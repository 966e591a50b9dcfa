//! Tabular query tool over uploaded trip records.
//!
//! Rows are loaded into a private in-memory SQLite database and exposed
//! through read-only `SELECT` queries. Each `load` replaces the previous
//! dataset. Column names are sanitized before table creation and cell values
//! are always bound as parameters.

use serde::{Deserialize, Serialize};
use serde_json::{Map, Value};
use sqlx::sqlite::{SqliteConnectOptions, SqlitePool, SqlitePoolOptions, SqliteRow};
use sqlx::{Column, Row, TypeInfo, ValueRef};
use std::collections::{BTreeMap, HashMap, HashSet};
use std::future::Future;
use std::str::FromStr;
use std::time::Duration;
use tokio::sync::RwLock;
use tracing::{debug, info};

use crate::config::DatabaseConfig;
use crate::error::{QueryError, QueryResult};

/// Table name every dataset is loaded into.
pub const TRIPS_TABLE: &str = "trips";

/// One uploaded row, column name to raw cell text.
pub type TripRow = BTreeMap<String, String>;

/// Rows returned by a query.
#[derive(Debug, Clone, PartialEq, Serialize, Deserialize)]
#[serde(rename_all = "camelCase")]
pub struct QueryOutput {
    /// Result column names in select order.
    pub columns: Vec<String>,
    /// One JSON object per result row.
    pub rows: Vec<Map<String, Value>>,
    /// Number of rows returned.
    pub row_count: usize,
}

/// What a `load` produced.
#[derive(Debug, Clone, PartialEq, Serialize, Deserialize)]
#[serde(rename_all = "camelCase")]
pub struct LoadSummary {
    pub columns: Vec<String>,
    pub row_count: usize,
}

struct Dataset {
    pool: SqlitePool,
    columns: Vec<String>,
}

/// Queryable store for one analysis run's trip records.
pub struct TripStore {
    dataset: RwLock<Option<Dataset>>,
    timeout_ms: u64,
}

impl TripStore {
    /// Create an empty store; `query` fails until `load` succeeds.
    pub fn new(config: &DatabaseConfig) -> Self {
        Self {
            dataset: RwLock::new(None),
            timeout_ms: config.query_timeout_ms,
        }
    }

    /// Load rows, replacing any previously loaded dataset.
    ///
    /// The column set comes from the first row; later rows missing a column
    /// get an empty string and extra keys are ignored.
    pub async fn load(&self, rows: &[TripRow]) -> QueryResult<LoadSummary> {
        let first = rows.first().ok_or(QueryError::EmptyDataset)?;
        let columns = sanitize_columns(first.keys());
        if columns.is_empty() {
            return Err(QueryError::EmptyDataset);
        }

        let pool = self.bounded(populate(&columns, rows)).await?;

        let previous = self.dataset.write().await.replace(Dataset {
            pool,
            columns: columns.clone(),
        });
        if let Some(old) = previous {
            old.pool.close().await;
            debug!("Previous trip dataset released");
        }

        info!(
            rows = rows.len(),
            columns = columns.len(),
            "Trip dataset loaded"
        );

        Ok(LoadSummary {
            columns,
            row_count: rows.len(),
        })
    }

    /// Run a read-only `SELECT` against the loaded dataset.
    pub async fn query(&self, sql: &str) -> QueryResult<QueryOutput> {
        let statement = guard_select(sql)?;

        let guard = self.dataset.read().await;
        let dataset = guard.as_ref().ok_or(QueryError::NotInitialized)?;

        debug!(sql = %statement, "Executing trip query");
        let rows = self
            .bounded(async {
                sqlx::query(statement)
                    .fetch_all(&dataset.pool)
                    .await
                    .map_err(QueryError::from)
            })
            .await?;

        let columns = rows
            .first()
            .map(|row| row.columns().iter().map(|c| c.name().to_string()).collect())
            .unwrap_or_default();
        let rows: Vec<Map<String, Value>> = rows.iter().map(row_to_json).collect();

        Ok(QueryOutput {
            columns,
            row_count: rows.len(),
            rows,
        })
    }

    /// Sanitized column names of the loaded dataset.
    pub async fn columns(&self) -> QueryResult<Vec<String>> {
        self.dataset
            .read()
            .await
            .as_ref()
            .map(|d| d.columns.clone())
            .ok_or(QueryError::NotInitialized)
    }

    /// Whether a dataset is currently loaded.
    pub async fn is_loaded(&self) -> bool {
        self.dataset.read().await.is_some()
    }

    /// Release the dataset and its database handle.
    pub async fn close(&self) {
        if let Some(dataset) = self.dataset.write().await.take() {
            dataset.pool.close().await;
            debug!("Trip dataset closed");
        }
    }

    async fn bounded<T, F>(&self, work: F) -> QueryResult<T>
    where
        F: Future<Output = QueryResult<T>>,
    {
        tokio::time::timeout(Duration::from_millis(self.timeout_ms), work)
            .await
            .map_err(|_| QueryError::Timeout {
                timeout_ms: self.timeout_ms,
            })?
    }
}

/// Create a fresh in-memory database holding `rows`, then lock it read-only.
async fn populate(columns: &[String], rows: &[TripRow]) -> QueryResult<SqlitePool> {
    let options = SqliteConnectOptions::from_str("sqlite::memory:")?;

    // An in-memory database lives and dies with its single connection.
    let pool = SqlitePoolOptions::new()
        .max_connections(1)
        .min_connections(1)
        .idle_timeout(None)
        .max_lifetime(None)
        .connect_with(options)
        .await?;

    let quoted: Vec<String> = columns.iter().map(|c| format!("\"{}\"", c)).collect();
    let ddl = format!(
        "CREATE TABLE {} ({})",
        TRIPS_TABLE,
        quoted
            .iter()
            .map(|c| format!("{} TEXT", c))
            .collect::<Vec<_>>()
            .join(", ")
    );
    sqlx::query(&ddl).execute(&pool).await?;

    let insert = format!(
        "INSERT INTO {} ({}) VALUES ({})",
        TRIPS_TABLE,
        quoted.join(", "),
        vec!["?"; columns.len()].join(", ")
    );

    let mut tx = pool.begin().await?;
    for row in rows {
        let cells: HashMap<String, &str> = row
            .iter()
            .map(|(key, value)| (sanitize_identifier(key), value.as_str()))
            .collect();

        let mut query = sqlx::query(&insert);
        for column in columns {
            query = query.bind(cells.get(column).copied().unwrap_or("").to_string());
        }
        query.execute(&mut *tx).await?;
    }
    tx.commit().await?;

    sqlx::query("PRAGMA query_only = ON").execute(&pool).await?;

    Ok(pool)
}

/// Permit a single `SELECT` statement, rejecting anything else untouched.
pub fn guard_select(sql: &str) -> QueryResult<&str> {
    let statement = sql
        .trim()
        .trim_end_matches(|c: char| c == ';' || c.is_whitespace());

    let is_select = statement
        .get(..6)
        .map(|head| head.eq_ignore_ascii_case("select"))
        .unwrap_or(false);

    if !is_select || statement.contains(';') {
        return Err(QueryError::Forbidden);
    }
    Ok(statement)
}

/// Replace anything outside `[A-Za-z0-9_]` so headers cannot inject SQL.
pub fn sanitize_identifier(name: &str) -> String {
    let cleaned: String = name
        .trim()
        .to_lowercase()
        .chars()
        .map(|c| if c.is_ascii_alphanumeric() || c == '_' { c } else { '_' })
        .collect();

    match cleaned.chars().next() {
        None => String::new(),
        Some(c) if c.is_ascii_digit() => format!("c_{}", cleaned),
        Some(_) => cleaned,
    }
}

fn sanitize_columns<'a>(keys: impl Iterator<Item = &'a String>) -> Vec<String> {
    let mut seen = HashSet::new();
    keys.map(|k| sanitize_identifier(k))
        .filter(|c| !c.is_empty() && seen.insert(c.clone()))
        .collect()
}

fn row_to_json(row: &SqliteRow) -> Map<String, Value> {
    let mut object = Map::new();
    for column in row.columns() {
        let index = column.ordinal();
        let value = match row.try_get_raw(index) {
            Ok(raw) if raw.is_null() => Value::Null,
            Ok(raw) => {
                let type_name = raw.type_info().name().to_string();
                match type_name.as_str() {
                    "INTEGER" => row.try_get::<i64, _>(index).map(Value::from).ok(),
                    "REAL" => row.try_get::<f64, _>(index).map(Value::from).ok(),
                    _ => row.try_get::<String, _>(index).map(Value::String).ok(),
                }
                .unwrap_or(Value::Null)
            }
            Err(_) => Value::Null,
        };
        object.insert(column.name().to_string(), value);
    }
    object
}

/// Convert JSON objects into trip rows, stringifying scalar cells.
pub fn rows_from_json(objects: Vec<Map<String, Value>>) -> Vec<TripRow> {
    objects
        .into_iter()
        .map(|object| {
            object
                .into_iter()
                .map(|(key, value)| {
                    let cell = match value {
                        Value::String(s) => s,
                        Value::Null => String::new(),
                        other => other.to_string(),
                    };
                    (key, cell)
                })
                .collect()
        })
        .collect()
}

==

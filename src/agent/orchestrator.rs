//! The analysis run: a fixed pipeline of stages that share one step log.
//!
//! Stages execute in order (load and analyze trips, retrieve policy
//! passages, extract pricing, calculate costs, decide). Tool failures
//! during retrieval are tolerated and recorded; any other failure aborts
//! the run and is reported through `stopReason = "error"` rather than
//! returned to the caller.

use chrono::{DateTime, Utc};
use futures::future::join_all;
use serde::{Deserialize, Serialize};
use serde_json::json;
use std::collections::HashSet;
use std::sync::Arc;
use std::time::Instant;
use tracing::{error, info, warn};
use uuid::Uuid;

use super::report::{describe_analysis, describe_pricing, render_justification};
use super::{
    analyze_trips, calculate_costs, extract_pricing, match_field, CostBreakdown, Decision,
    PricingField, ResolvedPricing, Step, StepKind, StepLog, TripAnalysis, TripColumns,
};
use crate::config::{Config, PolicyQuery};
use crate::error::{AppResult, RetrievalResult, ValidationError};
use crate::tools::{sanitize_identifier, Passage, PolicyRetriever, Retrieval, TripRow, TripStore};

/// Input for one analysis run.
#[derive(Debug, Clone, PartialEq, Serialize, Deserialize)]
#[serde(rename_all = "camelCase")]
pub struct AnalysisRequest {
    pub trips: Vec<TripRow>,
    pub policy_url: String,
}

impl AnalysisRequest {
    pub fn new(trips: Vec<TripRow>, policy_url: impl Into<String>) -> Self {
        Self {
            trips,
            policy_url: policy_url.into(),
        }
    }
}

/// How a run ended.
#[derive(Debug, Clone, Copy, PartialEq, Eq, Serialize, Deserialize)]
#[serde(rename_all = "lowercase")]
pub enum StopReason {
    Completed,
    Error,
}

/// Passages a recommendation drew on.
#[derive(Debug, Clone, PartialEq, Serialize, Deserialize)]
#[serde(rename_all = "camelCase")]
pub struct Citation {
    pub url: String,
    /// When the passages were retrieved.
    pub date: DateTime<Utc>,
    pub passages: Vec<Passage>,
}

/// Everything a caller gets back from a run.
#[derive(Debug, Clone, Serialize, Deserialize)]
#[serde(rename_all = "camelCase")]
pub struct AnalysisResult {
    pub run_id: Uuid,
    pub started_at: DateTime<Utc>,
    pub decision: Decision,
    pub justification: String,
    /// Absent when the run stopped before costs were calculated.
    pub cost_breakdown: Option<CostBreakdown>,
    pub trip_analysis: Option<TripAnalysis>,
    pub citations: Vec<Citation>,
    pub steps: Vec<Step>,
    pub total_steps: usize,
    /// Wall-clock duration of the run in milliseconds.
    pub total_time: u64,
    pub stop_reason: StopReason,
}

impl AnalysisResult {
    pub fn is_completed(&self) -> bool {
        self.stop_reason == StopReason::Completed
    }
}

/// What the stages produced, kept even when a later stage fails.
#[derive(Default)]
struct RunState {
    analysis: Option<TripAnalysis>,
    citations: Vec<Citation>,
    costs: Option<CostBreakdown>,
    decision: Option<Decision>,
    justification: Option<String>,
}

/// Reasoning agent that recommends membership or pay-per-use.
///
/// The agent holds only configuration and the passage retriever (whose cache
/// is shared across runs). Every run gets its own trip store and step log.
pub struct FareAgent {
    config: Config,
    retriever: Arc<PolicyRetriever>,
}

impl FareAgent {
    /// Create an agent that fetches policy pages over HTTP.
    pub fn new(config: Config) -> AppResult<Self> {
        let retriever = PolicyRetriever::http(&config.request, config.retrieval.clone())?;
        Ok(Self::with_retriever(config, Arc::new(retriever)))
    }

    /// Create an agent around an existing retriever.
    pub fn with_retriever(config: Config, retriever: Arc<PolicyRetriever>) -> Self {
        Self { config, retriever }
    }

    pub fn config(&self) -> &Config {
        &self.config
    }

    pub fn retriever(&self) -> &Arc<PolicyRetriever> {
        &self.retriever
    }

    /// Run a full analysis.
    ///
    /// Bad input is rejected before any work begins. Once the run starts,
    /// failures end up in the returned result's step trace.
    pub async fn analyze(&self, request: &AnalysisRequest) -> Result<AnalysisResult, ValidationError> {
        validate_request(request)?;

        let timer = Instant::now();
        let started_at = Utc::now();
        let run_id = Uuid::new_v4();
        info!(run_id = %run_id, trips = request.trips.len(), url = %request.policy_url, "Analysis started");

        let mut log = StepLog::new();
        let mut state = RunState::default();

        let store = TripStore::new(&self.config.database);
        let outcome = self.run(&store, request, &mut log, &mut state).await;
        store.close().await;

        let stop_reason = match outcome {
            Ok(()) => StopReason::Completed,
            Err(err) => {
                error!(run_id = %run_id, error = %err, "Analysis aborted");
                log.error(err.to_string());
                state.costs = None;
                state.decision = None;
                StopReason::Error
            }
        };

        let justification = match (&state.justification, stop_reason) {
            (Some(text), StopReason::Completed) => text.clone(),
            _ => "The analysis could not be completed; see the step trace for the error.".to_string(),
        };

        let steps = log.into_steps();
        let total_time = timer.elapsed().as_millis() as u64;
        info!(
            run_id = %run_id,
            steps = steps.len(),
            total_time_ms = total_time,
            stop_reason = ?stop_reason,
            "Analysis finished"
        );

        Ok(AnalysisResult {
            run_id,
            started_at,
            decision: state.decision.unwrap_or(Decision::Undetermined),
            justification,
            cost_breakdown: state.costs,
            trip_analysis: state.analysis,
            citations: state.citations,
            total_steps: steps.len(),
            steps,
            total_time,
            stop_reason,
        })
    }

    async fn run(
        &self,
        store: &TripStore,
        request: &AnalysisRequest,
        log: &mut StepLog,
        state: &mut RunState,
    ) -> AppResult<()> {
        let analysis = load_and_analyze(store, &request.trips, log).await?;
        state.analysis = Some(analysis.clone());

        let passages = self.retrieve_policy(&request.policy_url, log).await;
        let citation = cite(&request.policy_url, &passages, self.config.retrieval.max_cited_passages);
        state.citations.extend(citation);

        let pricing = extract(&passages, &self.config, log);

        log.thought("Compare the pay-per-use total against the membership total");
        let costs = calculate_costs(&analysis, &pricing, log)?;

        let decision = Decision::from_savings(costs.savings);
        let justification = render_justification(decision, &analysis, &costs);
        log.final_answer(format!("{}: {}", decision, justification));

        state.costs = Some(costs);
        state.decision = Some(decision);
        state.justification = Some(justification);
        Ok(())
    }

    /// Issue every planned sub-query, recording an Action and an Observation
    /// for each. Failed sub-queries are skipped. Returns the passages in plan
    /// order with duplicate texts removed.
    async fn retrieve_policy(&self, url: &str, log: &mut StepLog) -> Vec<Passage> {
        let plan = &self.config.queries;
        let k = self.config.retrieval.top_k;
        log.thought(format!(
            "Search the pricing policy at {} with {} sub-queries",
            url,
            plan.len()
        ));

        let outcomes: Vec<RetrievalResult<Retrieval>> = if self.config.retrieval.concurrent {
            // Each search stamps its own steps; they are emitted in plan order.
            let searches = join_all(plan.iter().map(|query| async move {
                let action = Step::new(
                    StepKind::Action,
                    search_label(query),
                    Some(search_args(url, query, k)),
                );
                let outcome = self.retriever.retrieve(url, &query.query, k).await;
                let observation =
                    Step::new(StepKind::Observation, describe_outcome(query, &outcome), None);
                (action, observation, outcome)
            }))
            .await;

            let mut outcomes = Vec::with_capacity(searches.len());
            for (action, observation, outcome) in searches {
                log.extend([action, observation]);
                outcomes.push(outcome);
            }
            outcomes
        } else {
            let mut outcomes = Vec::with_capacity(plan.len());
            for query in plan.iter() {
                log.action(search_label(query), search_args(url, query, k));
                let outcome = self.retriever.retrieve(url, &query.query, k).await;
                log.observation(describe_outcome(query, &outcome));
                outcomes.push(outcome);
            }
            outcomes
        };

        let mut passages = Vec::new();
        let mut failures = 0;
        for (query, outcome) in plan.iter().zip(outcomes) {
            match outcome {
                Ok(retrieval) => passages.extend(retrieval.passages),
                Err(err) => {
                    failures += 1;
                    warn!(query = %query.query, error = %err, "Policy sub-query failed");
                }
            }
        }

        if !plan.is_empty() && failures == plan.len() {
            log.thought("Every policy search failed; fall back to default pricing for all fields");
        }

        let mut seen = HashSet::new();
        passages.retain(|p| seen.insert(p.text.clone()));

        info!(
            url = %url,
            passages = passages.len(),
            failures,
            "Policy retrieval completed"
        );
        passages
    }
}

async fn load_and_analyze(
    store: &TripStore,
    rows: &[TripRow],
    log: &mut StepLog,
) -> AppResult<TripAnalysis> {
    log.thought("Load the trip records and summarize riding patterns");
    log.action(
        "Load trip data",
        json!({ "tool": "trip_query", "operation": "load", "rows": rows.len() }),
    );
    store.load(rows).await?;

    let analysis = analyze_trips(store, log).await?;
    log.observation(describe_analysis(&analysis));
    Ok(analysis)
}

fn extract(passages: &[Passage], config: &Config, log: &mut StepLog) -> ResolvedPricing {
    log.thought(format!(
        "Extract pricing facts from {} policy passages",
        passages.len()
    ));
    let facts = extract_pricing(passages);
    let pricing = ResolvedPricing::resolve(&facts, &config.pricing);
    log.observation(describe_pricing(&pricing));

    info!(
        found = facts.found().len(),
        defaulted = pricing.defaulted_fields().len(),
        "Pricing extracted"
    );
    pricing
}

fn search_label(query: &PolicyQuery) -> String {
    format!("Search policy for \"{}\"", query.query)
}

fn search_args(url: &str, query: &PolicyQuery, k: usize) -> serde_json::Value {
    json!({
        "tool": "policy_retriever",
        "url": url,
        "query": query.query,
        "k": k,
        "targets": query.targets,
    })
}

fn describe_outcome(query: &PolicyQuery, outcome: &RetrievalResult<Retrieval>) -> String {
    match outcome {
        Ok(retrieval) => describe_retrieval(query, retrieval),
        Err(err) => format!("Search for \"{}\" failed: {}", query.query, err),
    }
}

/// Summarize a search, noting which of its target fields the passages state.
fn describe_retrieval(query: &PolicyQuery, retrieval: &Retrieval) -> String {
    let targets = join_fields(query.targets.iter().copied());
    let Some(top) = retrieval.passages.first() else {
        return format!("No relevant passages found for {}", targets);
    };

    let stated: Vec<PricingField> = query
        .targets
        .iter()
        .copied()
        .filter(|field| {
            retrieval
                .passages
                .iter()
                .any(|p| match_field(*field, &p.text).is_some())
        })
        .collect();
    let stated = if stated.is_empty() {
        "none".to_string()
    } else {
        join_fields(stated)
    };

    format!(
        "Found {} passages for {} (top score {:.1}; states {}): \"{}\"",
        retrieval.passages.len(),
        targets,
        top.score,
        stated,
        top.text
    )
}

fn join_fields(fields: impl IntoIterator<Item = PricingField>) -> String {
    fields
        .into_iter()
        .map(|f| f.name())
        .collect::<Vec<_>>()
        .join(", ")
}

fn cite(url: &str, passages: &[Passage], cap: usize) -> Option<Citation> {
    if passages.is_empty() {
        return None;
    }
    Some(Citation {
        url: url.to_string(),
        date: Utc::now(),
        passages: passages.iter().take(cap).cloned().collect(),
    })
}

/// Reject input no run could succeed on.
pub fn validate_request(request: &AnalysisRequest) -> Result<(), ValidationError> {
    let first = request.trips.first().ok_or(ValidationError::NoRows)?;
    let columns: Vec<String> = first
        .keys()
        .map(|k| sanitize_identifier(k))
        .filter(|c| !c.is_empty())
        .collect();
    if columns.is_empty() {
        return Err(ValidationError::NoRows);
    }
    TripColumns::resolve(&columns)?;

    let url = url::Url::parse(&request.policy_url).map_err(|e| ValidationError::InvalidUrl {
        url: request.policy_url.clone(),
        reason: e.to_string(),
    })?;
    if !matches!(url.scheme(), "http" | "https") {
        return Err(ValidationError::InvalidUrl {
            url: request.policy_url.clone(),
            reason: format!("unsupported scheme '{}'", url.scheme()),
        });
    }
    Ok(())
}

* _Instructions for the task_
Filter the records down to the lines containing the word "facts", and copy those.

* _Completed exercise_
        "Extract pricing facts from {} policy passages",
    let facts = extract_pricing(passages);
    let pricing = ResolvedPricing::resolve(&facts, &config.pricing);
        found = facts.found().len(),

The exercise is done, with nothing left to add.